DATE: WEDNESDAY, September 29, 1993                   TAG: 9309300056
SECTION: EXTRA                    PAGE: 7   EDITION: METRO 
SOURCE: DESMOND RYAN KNIGHT-RIDDER NEWSPAPERS
DATELINE:                                 LENGTH: Medium


ANOTHER 'WARLOCK' THE WORLD DIDN'T NEED

Hollywood's history lesson for the day - courtesy of "Warlock: The Armageddon" - tells us that there were Druids in colonial America.

Did they wear their flowing white hair in druidlocks so that they wouldn't be mistaken for pilgrims? It's something to think about during "Warlock," which is a horror picture with absolutely nothing on its mind. It says here that the American Druids spent most of their time guarding sacred rune stones, which were presumably chips off the old block back at Stonehenge.

The Warlock, whose business card reads "Son of Satan," wants the rune stones back so that he can free his father.

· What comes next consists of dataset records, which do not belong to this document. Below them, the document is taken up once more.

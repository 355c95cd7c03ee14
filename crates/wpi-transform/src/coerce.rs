//! Cell-level coercion rules, one per field type.

use wpi_model::{CATEGORIES, FieldType, FieldValue, OTHER_CATEGORY, PriceTier};

const TRUE_WORDS: &[&str] = &["true", "yes", "1", "y"];
const FALSE_WORDS: &[&str] = &["false", "no", "0", "n"];

/// Coerces one raw cell according to the target field type.
///
/// Empty input (after trimming) coerces to `None` for every type except
/// `array`, `category` and `price`, which have non-null fallbacks.
///
/// # Examples
///
/// ```
/// use wpi_model::{FieldType, FieldValue};
/// use wpi_transform::transform;
///
/// assert_eq!(
///     transform("wifi, pool|showers", FieldType::Array),
///     Some(FieldValue::List(vec![
///         "wifi".to_string(),
///         "pool".to_string(),
///         "showers".to_string(),
///     ]))
/// );
/// assert_eq!(transform("  ", FieldType::Text), None);
/// ```
#[must_use]
pub fn transform(raw: &str, field_type: FieldType) -> Option<FieldValue> {
    let trimmed = raw.trim();
    if trimmed.is_empty()
        && !matches!(
            field_type,
            FieldType::Array | FieldType::Category | FieldType::Price
        )
    {
        return None;
    }
    match field_type {
        FieldType::Text => Some(FieldValue::Text(trimmed.to_string())),
        FieldType::Number => trimmed.parse::<f64>().ok().map(FieldValue::Number),
        FieldType::Boolean => parse_boolean(trimmed).map(FieldValue::Boolean),
        FieldType::Array => Some(FieldValue::List(split_list(trimmed))),
        FieldType::Category => Some(FieldValue::Text(match_category(trimmed).to_string())),
        FieldType::Price => Some(FieldValue::Price(
            PriceTier::parse(trimmed).unwrap_or_default(),
        )),
    }
}

fn parse_boolean(trimmed: &str) -> Option<bool> {
    let lowered = trimmed.to_ascii_lowercase();
    if TRUE_WORDS.contains(&lowered.as_str()) {
        Some(true)
    } else if FALSE_WORDS.contains(&lowered.as_str()) {
        Some(false)
    } else {
        None
    }
}

/// Splits on comma, pipe or semicolon; pieces are trimmed and empties dropped.
fn split_list(raw: &str) -> Vec<String> {
    raw.split([',', '|', ';'])
        .map(str::trim)
        .filter(|piece| !piece.is_empty())
        .map(str::to_string)
        .collect()
}

/// Case-insensitive exact match against the fixed category list, falling
/// back to the sentinel so category coercion never fails a row by itself.
fn match_category(raw: &str) -> &'static str {
    CATEGORIES
        .iter()
        .find(|category| category.eq_ignore_ascii_case(raw))
        .copied()
        .unwrap_or(OTHER_CATEGORY)
}
//! Library half of the import CLI: logging setup, the progress-reporting
//! store wrapper, and the wizard drive helpers shared by the subcommands.

pub mod logging;
pub mod progress;
pub mod wizard;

He is played once again by Julian Sands, star of the dreadful original two years ago, who is currently giving new meaning to the idea of going out on a limb as the crazed surgeon in "Boxing Helena."

"Warlock: The Armageddon" is a second serving of pseudo-theological claptrap that ought to earn its authors a sentence of eternal damnation or permanent denial of a table at Spago - a fate they would surely consider more terrifying. The rune stones have passed down the generations to a clan of modern Druids, who have cunningly disguised themselves to look like Baptists.

The Warlock is chauffered around the country in a New York City Yellow Cab whose driver is dead. But real Manhattan cabbies run red lights at 50 m.p.h. even after they have passed on. This is certainly useful information for travelers, and "Warlock: The Armageddon" is to be credited with opening up a whole new field of history in Druid-American studies for desperate publish-or-perish academics. "Homesteading and the Druids." "The Druid's Charge at Gettysburg." "Druids and the Great Depression." The possibilities are endless, and I look forward to the Druid movies such scholarship will inspire.

\ Warlock: The ArmaGeddon: A Trimark Pictures production showing at the Valley View Mall 6 and Salem Valley 8. 1 hour, 38 mins. Rated R for graphic violence, nudity.